|John Hartney reviews: Producing Great Sound for Digital Video, Second edition|
A Creative COW "Real World" Book Review
Elgin, Illinois, USA
©2003 John Hartney and CreativeCOW.net. All rights reserved.
|Don't call Producing Great Sound for Digital Video, Second edition by Jay Rose an audio primer or even a reference source, it's much more. In fact, it offers such a wide range of usable information about hands-on digital audio production, that by reading it, the reader is empowered with production skills and enlightened by an appreciation of how the experience of audio enriches video. It's like taking a class taught by a caring, affable, pro.
Jay Rose is a master at creating new worlds of sound and in this book he walks the reader through the tools and techniques used in digital audio production for video.
The book covers all phases of production from acquisition to the post production mix.
Chapter one is titled, "Help! It Doesn't Sound Right!" If you're having immediate problems with a production, chances are you'll find the answer here.
Layout of the book is well planned, making for an easy read by breaking the subject matter into four basic sections.
The first covers the science of audio basics including how sound works and how it translates to digital audio. "Don't be scared about the science part. The math is mainly stuff you learned in elementary school, and the physics is common sense." Jay writes. He follows through making difficult subject matter understandable for the reader to assimilate and use.
The second part of the book focuses on topics such as; planning for sound, budgeting & scheduling. Time requirements and location scouting are well covered.
Part Three focuses on production including explanations of microphones & room acoustics, mic techniques, recording (settings, mixers, preamps etc.), and capturing voice-overs and effects.
In section four you'll find great coverage of the post production process with thorough coverage of hardware, levels & digitizing, editing voices, working with music, sound effects, signal processing and mixing.
In the post production hardware section, he diagrams and teaches how to make a telephone coupler with paper clips and cellophane tape! With it, you can record telephone conversations.
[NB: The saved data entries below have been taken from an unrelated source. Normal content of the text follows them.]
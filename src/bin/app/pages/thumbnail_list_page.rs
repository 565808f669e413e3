use std::collections::HashMap;

use iced::{Element, Length, Task};
use iced::widget::{column, row, Button, Column, Image, Row, Scrollable, Text};
use iced::widget::image::Handle;

use log::{info, warn};

use crate::app::{frame_extract, FilmstripError};
use crate::app::instance::VideoRow;
use crate::app::instance::cache::ThumbnailState;
use crate::app::instance::settings::LoadMode;
use crate::utils::format_offset;

use super::{FillElement, FilmstripPage, FilmstripInstance, Navigation, Msg};

const THUMBNAIL_WIDTH: u16 = 320;
const THUMBNAIL_HEIGHT: u16 = 180;

#[derive(Debug, Clone)]
pub (crate) enum ThumbnailListMessage {
    LoadThumbnails,
    RetryFailed,
    ThumbnailLoaded(usize, Result<Handle, FilmstripError>)
}

impl From<ThumbnailListMessage> for Msg {
    fn from(value: ThumbnailListMessage) -> Self {
        Self::ThumbnailList(value)
    }
}

impl super::ConditionalMessage for ThumbnailListMessage {}

// The demo view: a scrollable list of rows, each showing either the frame grabbed
// from its video or a placeholder. A load pass claims unloaded rows through the
// cache before fetching, so re-entering the page never double-fetches a row.
pub (crate) struct ThumbnailListPage {
    // Abort handles for rows whose frame grab is still running.
    in_flight: HashMap<usize, iced::task::Handle>
}

impl FilmstripPage for ThumbnailListPage {
    fn update(&mut self, instance: &mut FilmstripInstance, message: Msg) -> (Task<Msg>, Navigation) {
        match message {
            // Leaving the page: every row leaves the visible set at once, so every
            // in-flight grab gets aborted and its slot released.
            Msg::Back => {
                self.abort_in_flight(instance);
                (Task::none(), Navigation::Back)
            },

            Msg::ThumbnailList(msg) => match msg {
                ThumbnailListMessage::LoadThumbnails => self.start_load_pass(instance),

                ThumbnailListMessage::RetryFailed => {
                    instance.cache_mut().clear_failures();
                    self.start_load_pass(instance)
                },

                ThumbnailListMessage::ThumbnailLoaded(index, result)
                    => self.on_thumbnail_loaded(instance, index, result)
            },

            _ => (Task::none(), Navigation::None)
        }
    }

    fn view(&self, instance: &FilmstripInstance) -> Element<Msg> {
        use super::ConditionalMessage;

        let settings = instance.settings();

        let header = Text::new(format!(
            "Frame at {}, {} load",
            format_offset(settings.capture_offset(), false),
            settings.load_mode()
        )).size(20);

        let mut rows = Column::<Msg>::new().spacing(10);
        for video in instance.rows() {
            rows = rows.push(self.get_row_element(video, instance));
        }

        let buttons = row![
            Button::new(Text::new("Retry failed").center())
                .width(120)
                .on_press_maybe(
                    ThumbnailListMessage::RetryFailed
                        .on_condition(instance.cache().has_failures())
                ),

            Button::new(Text::new("Back").center())
                .width(100)
                .on_press(Msg::Back)
        ].spacing(25);

        column![
            header,
            Scrollable::new(rows)
                .width(Length::Fill)
                .height(instance.settings().window_size().1 * 3.0 / 4.0),
            buttons
        ].align_x(iced::Alignment::Center).spacing(25).fill()
    }

    fn subscription(&self, _instance: &FilmstripInstance) -> iced::Subscription<Msg> {
        iced::Subscription::none()
    }
}

impl ThumbnailListPage {

    pub (crate) fn new() -> Self {
        Self {
            in_flight: HashMap::new()
        }
    }

    // Claim and fetch every row that doesn't have a thumbnail yet.
    fn start_load_pass(&mut self, instance: &mut FilmstripInstance) -> (Task<Msg>, Navigation) {
        let offset = instance.settings().capture_offset();
        let rows: Vec<VideoRow> = instance.rows().to_vec();

        let task = match instance.settings().load_mode() {
            // The whole pass runs inside update, on the UI thread. The window
            // stops responding until the last row is done, which is the point
            // of this mode.
            LoadMode::Blocking => {
                for video in rows {
                    let index = video.index();
                    if !instance.cache_mut().try_begin(index) {
                        continue;
                    }

                    info!("Grabbing frame for row {} (blocking).", index);

                    match frame_extract::extract_frame_blocking(video.url(), offset) {
                        Ok(handle) => instance.cache_mut().complete(index, handle),
                        Err(e) => {
                            warn!("Frame grab for row {} failed: {}", index, e);
                            instance.cache_mut().fail(index, e.to_string());
                        }
                    }
                }

                Task::none()
            },

            // One abortable task per row; completions come back as messages.
            LoadMode::Concurrent => {
                let mut tasks: Vec<Task<Msg>> = Vec::new();

                for video in rows {
                    let index = video.index();
                    if !instance.cache_mut().try_begin(index) {
                        continue;
                    }

                    info!("Grabbing frame for row {} (concurrent).", index);

                    let url = String::from(video.url());
                    let (task, handle) = Task::perform(
                        async move {
                            frame_extract::extract_frame(&url, offset).await
                        },

                        move |result| {
                            ThumbnailListMessage::ThumbnailLoaded(
                                index,
                                result.map_err(FilmstripError::new)
                            ).into()
                        }
                    ).abortable();

                    self.in_flight.insert(index, handle);
                    tasks.push(task);
                }

                Task::batch(tasks)
            }
        };

        (task, Navigation::None)
    }

    // Handle a finished frame grab. Writes through the cache so a row whose task
    // was aborted in the meantime stays unloaded.
    fn on_thumbnail_loaded(
        &mut self,
        instance: &mut FilmstripInstance,
        index: usize,
        result: Result<Handle, FilmstripError>) -> (Task<Msg>, Navigation) {

        self.in_flight.remove(&index);

        match result {
            Ok(handle) => {
                info!("Frame for row {} loaded.", index);
                instance.cache_mut().complete(index, handle);
            },
            Err(e) => {
                warn!("Frame grab for row {} failed: {}", index, e.error);
                instance.cache_mut().fail(index, e.error);
            }
        }

        (Task::none(), Navigation::None)
    }

    fn abort_in_flight(&mut self, instance: &mut FilmstripInstance) {
        for (index, handle) in self.in_flight.drain() {
            handle.abort();
            instance.cache_mut().cancel(index);
            info!("Aborted frame grab for row {}.", index);
        }
    }

    // A thumbnail (or its placeholder) next to the row's video info.
    fn get_row_element(&self, video: &VideoRow, instance: &FilmstripInstance) -> Element<Msg> {
        let thumbnail: Element<Msg> = match instance.cache().handle(video.index()) {
            Some(handle) => Image::new(handle)
                .width(THUMBNAIL_WIDTH)
                .height(THUMBNAIL_HEIGHT)
                .into(),

            None => placeholder(instance.cache().state(video.index()))
        };

        Row::new()
            .push(thumbnail)
            .push(
                column![
                    Text::new(format!("Video {}", video.index() + 1)),
                    Text::new(String::from(video.url())).size(12)
                ].spacing(5)
            )
            .spacing(15)
            .into()
    }
}

// Stand-in shown while a row has no thumbnail, with text telling the three
// non-loaded states apart.
fn placeholder<'a>(state: ThumbnailState) -> Element<'a, Msg> {
    use iced::widget::{container, Container};

    let label = match state {
        ThumbnailState::Unloaded => String::from("No preview yet"),
        ThumbnailState::Loading => String::from("Loading preview..."),
        ThumbnailState::Failed(reason) => format!("Unavailable: {}", reason),
        ThumbnailState::Loaded(_) => unreachable!("loaded rows show the image")
    };

    Container::new(Text::new(label).size(14).center())
        .center_x(THUMBNAIL_WIDTH)
        .center_y(THUMBNAIL_HEIGHT)
        .style(
            |e: &iced::Theme| container::Style {
                background: Some(iced::Background::Color(e.palette().primary)),
                border: iced::Border {
                    color: iced::Color::BLACK,
                    width: 2.5,
                    radius: iced::border::Radius::new(10)
                },
                ..Default::default()
            }
        )
        .into()
}
use log::error;

use super::super::FilmstripError;

// How a load pass runs the frame grabs.
#[derive(Debug, Clone, Copy, PartialEq, Eq, serde::Serialize, serde::Deserialize)]
pub (crate) enum LoadMode {
    // On the UI thread; the window freezes until every row is done.
    Blocking,
    // One background task per row; the window stays responsive.
    Concurrent
}

impl LoadMode {
    pub (crate) const ALL: [Self; 2] = [Self::Blocking, Self::Concurrent];
}

impl std::fmt::Display for LoadMode {
    fn fmt(&self, f: &mut std::fmt::Formatter<'_>) -> std::fmt::Result {
        let s = match self {
            LoadMode::Blocking => "Blocking",
            LoadMode::Concurrent => "Concurrent"
        };

        write!(f, "{}", s)
    }
}

// Settings that can be changed, directly or indirectly, by the user. These settings are persistant between runs.
#[derive(serde::Serialize, serde::Deserialize)]
pub (crate) struct FilmstripSettings {
    window_size: (f32, f32),
    load_mode: LoadMode,
    capture_offset_secs: u64
}

impl FilmstripSettings {
    // Create with default settings.
    pub (crate) fn new() -> Self {
        Self {
            window_size: (800.0, 600.0),
            load_mode: LoadMode::Concurrent,
            capture_offset_secs: 60
        }
    }

    pub (crate) fn window_size(&self) -> (f32, f32) {
        self.window_size
    }

    pub (crate) fn set_window_size(&mut self, width: f32, height: f32) {
        self.window_size = (width, height);
    }

    pub (crate) fn load_mode(&self) -> LoadMode {
        self.load_mode
    }

    pub (crate) fn set_load_mode(&mut self, mode: LoadMode) {
        self.load_mode = mode;
    }

    pub (crate) fn capture_offset(&self) -> u64 {
        self.capture_offset_secs
    }

    pub (crate) fn set_capture_offset(&mut self, secs: u64) {
        self.capture_offset_secs = secs;
    }

    // Load settings from the settings.json file, if it exists.
    pub (crate) fn load() -> Result<Self, FilmstripError> {
        use std::io::Read;

        match std::fs::File::open("settings.json") {
            Ok(mut file) => {
                let mut buffer = String::new();
                match file.read_to_string(&mut buffer) {
                    Ok(_) => serde_json::from_str::<FilmstripSettings>(buffer.as_str()).map_err(FilmstripError::new),
                    Err(e) => Err(FilmstripError::new(e))
                }
            },
            Err(e) => Err(FilmstripError::new(e))
        }
    }

    // Serialize settings to JSON and write to file.
    pub (crate) fn save(&self) {
        use std::io::Write;

        match std::fs::File::create("settings.json") {
            Ok(mut file) => {
                match serde_json::to_string_pretty(self) {
                    Ok(pretty_json) => if let Err(e) = file.write_all(pretty_json.as_bytes()) {
                        error!("Failed to save settings: {}", e);
                    },
                    Err(e) => error!("Failed to save settings: {}", e)
                }
            },
            Err(e) => error!("Failed to save settings: {}", e)
        }
    }
}

#[cfg(test)]
mod tests {
    use super::*;

    #[test]
    fn defaults_match_the_original_demo() {
        let settings = FilmstripSettings::new();

        assert_eq!(settings.capture_offset(), 60);
        assert_eq!(settings.load_mode(), LoadMode::Concurrent);
    }

    #[test]
    fn settings_survive_a_json_round_trip() {
        let mut settings = FilmstripSettings::new();
        settings.set_load_mode(LoadMode::Blocking);
        settings.set_capture_offset(120);
        settings.set_window_size(1024.0, 768.0);

        let json = serde_json::to_string(&settings).unwrap();
        let restored: FilmstripSettings = serde_json::from_str(&json).unwrap();

        assert_eq!(restored.load_mode(), LoadMode::Blocking);
        assert_eq!(restored.capture_offset(), 120);
        assert_eq!(restored.window_size(), (1024.0, 768.0));
    }
}
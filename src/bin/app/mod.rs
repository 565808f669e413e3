mod pages;
mod instance;
mod frame_extract;

use iced::window;
use iced::{Size, Task};

use log::{error, info, warn};

use instance::FilmstripInstance;
use instance::settings::{FilmstripSettings, LoadMode};

// Simple wrapper for errors.
#[derive(Debug, Clone)]
pub (crate) struct FilmstripError {
    error: String
}

impl FilmstripError {
    fn new(e: impl std::error::Error + 'static) -> Self {
        Self { error: e.to_string() }
    }
}

impl From<String> for FilmstripError {
    fn from(value: String) -> Self {
        Self { error: value }
    }
}

impl From<&str> for FilmstripError {
    fn from(value: &str) -> Self {
        Self { error: String::from(value) }
    }
}

// Messages are used to update the state of the program.
#[derive(Debug, Clone)]
pub (crate) enum FilmstripMessage {
    Init,

    MainMenu(pages::MainMenuMessage),
    ThumbnailList(pages::ThumbnailListMessage),

    WindowResize((window::Id, Size)),
    SetLoadMode(LoadMode),
    SetCaptureOffset(u64),

    Back,

    Close(window::Id)
}

// The "heart" of Filmstrip.
pub (crate) struct FilmstripApp {
    instance: FilmstripInstance,
    page_stack: Vec<Box<dyn pages::FilmstripPage>>
}

impl FilmstripApp {
    pub (crate) fn new() -> (Self, Task<FilmstripMessage>) {

        let settings = match FilmstripSettings::load() {
            Ok(s) => s,
            Err(e) => {
                warn!("Failed to load settings, using defaults: {}", e.error);
                FilmstripSettings::new()
            }
        };

        let window_settings = iced::window::Settings {
            size: Size::from(settings.window_size()),
            min_size: Some(Size::new(500.0, 500.0)),
            exit_on_close_request: true,
            ..Default::default()
        };

        let (_, window) = window::open(window_settings);

        let app = FilmstripApp {
            instance: FilmstripInstance::new(settings),
            page_stack: vec![Box::new(pages::MainMenu {})]
        };

        (app, window.map(|_| FilmstripMessage::Init))
    }

    // Sets the title of the program window.
    pub (crate) fn title(&self, _id: window::Id) -> String {
        String::from("Filmstrip")
    }

    // Update the state of the program.
    pub (crate) fn update(&mut self, message: FilmstripMessage) -> Task<FilmstripMessage> {
        use pages::Navigation;

        match message {
            FilmstripMessage::Init => {
                // Thumbnails can't load without ffmpeg, say so up front.
                match frame_extract::ffmpeg_version() {
                    Ok(version) => info!("Found ffmpeg: {}", version),
                    Err(e) => error!("Ffmpeg check failed, thumbnails will not load: {}", e)
                }
                Task::none()
            },

            FilmstripMessage::WindowResize((_id, size)) => {
                self.instance.settings_mut().set_window_size(size.width, size.height);
                Task::none()
            },

            FilmstripMessage::SetLoadMode(mode) => {
                self.instance.settings_mut().set_load_mode(mode);
                Task::none()
            },

            FilmstripMessage::SetCaptureOffset(secs) => {
                if secs != self.instance.settings().capture_offset() {
                    // Frames grabbed at the old offset would be shown under a
                    // header claiming the new one.
                    self.instance.cache_mut().invalidate_loaded();
                }
                self.instance.settings_mut().set_capture_offset(secs);
                Task::none()
            },

            FilmstripMessage::Close(_id) => {
                self.instance.settings().save();

                iced::exit()
            },

            // Retrieve command(s) and navigation info from the current page
            _ => {
                let current_page = self.page_stack
                    .last_mut()
                    .expect("Page stack should not be empty.");

                let (command, navigation) = current_page.update(&mut self.instance, message);

                match navigation {
                    Navigation::GoTo(page) => self.page_stack.push(page),
                    Navigation::Back => {self.page_stack.pop();},
                    Navigation::None => {}
                }

                command
            }
        }
    }

    // Draw the current page's UI.
    pub (crate) fn view(&self, _id: window::Id) -> iced::Element<FilmstripMessage> {
        self.page_stack.last().unwrap().view(&self.instance)
    }

    // Handle user input.
    pub (crate) fn subscription(&self) -> iced::Subscription<FilmstripMessage> {
        iced::Subscription::batch(
            [
                window::resize_events().map(FilmstripMessage::WindowResize),
                window::close_events().map(FilmstripMessage::Close),
                self.page_stack.last().unwrap().subscription(&self.instance)
            ]
        )
    }
}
While good audio centers in science, Jay makes it understandable to all, "The 'Art' of this book," he writes, "is the tricks, shortcuts, and industry practices that have been developed over 75 years of talking pictures... There's a lot to be shared after years of creating tracks..."
The writer's intimate and accessible style is what makes this book a great value for anyone interested in audio. He peppers the book with practical production tips that can only come from hands on experience. For example, in the chapter on checking locations and controlling sound comes this gem, "If you're turning off a refrigerator, put your car keys in it first. This guarantees you won't go home without remembering to turn it back on." Or how about taping a toy stuffed tiger on a shotgun mic when doing voiceover with a child! The child talks to the tiger.
Whether you're just starting in the field of digital audio/video production, or are a seasoned pro, you'll find information in this book that will improve your end product.
Also tucked in the back of the book, there's a CD which Jay Rose has produced featuring platform-independent diagnostics, demonstrations, and tutorial tracks that you can use to polish production skills. Play it on a good stereo and load the tutorials into your computer.